[Stored data entries]
Start of Block
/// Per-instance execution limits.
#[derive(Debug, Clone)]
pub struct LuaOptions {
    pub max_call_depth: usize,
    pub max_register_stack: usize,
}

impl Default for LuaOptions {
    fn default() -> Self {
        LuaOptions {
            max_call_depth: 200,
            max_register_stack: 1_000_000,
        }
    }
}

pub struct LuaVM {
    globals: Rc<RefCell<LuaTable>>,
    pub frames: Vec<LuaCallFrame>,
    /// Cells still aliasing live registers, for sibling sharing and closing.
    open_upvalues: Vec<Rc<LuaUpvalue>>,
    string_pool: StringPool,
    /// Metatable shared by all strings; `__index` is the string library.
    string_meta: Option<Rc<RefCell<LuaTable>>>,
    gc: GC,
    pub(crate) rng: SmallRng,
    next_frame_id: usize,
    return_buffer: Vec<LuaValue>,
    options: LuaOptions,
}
End of Block
Start of Block
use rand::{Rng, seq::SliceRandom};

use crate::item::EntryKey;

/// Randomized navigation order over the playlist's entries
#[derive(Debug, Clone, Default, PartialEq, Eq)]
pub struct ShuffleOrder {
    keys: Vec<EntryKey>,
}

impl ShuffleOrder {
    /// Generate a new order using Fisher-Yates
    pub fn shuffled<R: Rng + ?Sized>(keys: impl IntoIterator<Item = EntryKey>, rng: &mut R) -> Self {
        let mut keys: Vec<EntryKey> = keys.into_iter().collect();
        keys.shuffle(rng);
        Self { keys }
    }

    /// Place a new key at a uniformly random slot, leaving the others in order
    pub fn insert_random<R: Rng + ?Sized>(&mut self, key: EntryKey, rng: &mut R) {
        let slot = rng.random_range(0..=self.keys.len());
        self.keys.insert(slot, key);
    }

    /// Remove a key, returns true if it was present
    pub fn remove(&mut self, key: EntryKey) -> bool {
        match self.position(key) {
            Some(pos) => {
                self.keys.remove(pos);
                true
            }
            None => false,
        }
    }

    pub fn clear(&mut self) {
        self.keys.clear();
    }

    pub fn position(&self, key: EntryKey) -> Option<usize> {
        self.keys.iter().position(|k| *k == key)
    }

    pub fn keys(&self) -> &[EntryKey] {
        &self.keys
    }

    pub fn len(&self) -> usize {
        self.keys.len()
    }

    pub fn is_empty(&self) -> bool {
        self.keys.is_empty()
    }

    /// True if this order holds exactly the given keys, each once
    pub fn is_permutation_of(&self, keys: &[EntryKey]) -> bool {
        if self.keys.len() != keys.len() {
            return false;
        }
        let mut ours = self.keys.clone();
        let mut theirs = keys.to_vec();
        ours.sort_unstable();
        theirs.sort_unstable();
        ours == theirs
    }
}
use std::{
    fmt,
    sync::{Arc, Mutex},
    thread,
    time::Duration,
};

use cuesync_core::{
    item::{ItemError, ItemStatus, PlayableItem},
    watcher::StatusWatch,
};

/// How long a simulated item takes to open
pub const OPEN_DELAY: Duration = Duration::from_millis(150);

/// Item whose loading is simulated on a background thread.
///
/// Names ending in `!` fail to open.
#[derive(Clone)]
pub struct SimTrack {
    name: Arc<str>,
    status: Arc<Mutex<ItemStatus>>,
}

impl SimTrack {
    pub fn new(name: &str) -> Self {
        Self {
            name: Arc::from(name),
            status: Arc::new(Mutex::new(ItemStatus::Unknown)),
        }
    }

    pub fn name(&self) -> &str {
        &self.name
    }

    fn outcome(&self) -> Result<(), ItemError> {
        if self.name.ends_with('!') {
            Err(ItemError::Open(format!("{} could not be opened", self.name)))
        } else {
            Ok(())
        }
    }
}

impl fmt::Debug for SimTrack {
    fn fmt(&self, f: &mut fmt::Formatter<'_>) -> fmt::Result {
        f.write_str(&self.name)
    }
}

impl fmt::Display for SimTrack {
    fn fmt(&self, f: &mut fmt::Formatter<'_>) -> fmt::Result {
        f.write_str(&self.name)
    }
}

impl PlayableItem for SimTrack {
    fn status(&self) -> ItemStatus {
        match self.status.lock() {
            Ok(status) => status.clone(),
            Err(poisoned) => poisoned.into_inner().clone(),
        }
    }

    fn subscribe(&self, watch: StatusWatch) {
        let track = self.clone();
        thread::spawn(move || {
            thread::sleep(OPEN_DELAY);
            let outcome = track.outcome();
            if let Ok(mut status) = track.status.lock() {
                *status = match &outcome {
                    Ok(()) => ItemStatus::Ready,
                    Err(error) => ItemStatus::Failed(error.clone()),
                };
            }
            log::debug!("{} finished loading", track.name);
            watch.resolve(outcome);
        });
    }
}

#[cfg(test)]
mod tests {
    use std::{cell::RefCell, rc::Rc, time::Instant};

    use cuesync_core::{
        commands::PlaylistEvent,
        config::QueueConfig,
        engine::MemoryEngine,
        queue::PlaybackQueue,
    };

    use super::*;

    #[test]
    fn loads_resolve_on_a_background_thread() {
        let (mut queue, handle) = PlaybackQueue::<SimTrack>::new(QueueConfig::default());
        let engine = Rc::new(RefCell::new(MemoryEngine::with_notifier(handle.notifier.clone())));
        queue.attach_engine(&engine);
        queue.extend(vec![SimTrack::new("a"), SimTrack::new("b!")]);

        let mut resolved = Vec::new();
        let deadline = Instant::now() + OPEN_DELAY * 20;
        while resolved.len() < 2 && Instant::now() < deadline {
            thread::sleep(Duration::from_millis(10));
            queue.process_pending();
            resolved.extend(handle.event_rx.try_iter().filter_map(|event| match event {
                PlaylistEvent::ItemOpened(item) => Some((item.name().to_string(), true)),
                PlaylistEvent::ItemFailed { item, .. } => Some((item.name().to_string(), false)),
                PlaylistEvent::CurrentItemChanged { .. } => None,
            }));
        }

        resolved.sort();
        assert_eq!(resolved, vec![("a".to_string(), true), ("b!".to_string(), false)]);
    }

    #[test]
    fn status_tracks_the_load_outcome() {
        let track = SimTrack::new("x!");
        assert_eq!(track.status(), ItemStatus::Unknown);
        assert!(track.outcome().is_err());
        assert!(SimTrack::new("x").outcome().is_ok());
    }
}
End of Block
## WHAT IS NEEDED
What is the number of lines in the data that include the word "handle"? State only that number.

## EXERCISE ANSWER
3